But we shall see. If you stop by, I may just have some news that will affect the decision of people who are still undecided about visiting this part of Mexico.

See you then.

Oh, yes, bring plenty of change for your walks on the malecon. 

Thursday, October 29, 2020

keeping the franchise alive after moving to mexico

I have voted.

If you had asked me earlier in the year the one thing I was positive would not happen in my life, it would be writing that sentence.  Several times in the last three months, I have decided this year's American election could do without  my participation. And that is a big break from my past.

I have been personally involved in every American election (and a few elections in other countries) since 1952. First, as a toddler distributing political literature and impersonating the political convention speakers on the radio. Then, as a voter, and, eventually, a candidate myself. Having turned 21 (the required age at the time), I have voted in every election where I have been eligible since 1970.

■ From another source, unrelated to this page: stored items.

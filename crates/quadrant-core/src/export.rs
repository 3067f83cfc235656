use std::fs;
use std::io::Write;
use std::path::{Path, PathBuf};
use std::sync::OnceLock;

use clap::ValueEnum;
use percent_encoding::percent_decode_str;
use regex::Regex;
use tempfile::NamedTempFile;
use tracing::{debug, info, instrument, warn};

use crate::api::TaskApi;
use crate::error::ExportError;

#[derive(Debug, Clone, Copy, PartialEq, Eq, ValueEnum)]
pub enum ExportKind {
    Pending,
    Done,
    All,
}

impl ExportKind {
    pub fn path(self) -> &'static str {
        match self {
            ExportKind::Pending => "/export/pending",
            ExportKind::Done => "/export/done",
            ExportKind::All => "/export/all",
        }
    }

    pub fn default_filename(self) -> &'static str {
        match self {
            ExportKind::Pending => "pending_tasks.xlsx",
            ExportKind::Done => "done_tasks.xlsx",
            ExportKind::All => "all_tasks.xlsx",
        }
    }
}

#[derive(Debug, Clone, PartialEq, Eq)]
pub struct ExportPayload {
    pub disposition: Option<String>,
    pub bytes: Vec<u8>,
}

fn disposition_re() -> Option<&'static Regex> {
    static RE: OnceLock<Option<Regex>> = OnceLock::new();
    RE.get_or_init(|| {
        Regex::new(r#"(?i)filename\*=UTF-8''([^;\s]+)|filename="?([^";]+)"?"#)
            .map_err(|err| warn!(error = %err, "content-disposition pattern failed to compile"))
            .ok()
    })
    .as_ref()
}

/// Suggested filename from a `Content-Disposition` value. The first
/// `filename` directive in the header wins, whichever form it takes.
pub fn filename_from_disposition(header: &str) -> Option<String> {
    let caps = disposition_re()?.captures(header)?;

    if let Some(encoded) = caps.get(1) {
        let raw = encoded.as_str();
        return Some(
            percent_decode_str(raw)
                .decode_utf8()
                .map(|decoded| decoded.into_owned())
                .unwrap_or_else(|_| raw.to_string()),
        );
    }

    caps.get(2)
        .map(|plain| plain.as_str().trim().to_string())
        .filter(|name| !name.is_empty())
}

/// Last path component only; `None` for names that cannot be a file.
fn sanitize_filename(name: &str) -> Option<String> {
    let last = name.rsplit(['/', '\\']).next().unwrap_or_default().trim();
    match last {
        "" | "." | ".." => None,
        other => Some(other.to_string()),
    }
}

pub fn resolve_filename(kind: ExportKind, disposition: Option<&str>) -> String {
    disposition
        .and_then(filename_from_disposition)
        .and_then(|name| sanitize_filename(&name))
        .unwrap_or_else(|| kind.default_filename().to_string())
}

/// First free path for `name` in `dir`: `name`, then `stem (1).ext`, ...
pub fn unique_path(dir: &Path, name: &str) -> PathBuf {
    let candidate = dir.join(name);
    if !candidate.exists() {
        return candidate;
    }

    let (stem, ext) = match name.rsplit_once('.') {
        Some((stem, ext)) if !stem.is_empty() => (stem, Some(ext)),
        _ => (name, None),
    };

    (1u32..)
        .map(|n| match ext {
            Some(ext) => dir.join(format!("{stem} ({n}).{ext}")),
            None => dir.join(format!("{stem} ({n})")),
        })
        .find(|path| !path.exists())
        .unwrap_or(candidate)
}

#[instrument(skip(api, dir), fields(dir = %dir.display()))]
pub async fn export_view<A: TaskApi>(
    api: &A,
    kind: ExportKind,
    dir: &Path,
) -> Result<PathBuf, ExportError> {
    let payload = api.export(kind).await?;
    let filename = resolve_filename(kind, payload.disposition.as_deref());
    debug!(filename = %filename, bytes = payload.bytes.len(), "resolved export filename");

    let path = save_payload(dir, &filename, &payload.bytes)?;
    info!(path = %path.display(), kind = ?kind, "export saved");
    Ok(path)
}

fn save_payload(dir: &Path, filename: &str, bytes: &[u8]) -> Result<PathBuf, ExportError> {
    let save_err = |path: &Path, source: std::io::Error| ExportError::Save {
        path: path.to_path_buf(),
        source,
    };

    fs::create_dir_all(dir).map_err(|err| save_err(dir, err))?;

    let mut temp = NamedTempFile::new_in(dir).map_err(|err| save_err(dir, err))?;
    temp.write_all(bytes)
        .and_then(|_| temp.flush())
        .map_err(|err| save_err(temp.path(), err))?;

    let path = unique_path(dir, filename);
    temp.persist_noclobber(&path)
        .map_err(|err| save_err(&path, err.error))?;
    Ok(path)
}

Not voting in 2020 would be a break in a long streak. I simply was not motivated to do it.

I was concerned, when I moved to Mexico, that I would no longer have the option of voting. But the county clerk of Washoe County dutifully came to my rescue by mailing a Nevada ballot to me each election cycle.

My first absentee ballot arrived in 2010 with plenty of time to mail it north. But the last three or four elections have arrived too late to post. My sole option was to scan and email the ballot or to fax it back to the clerk. In both cases, I gave up the privilege of a secret ballot.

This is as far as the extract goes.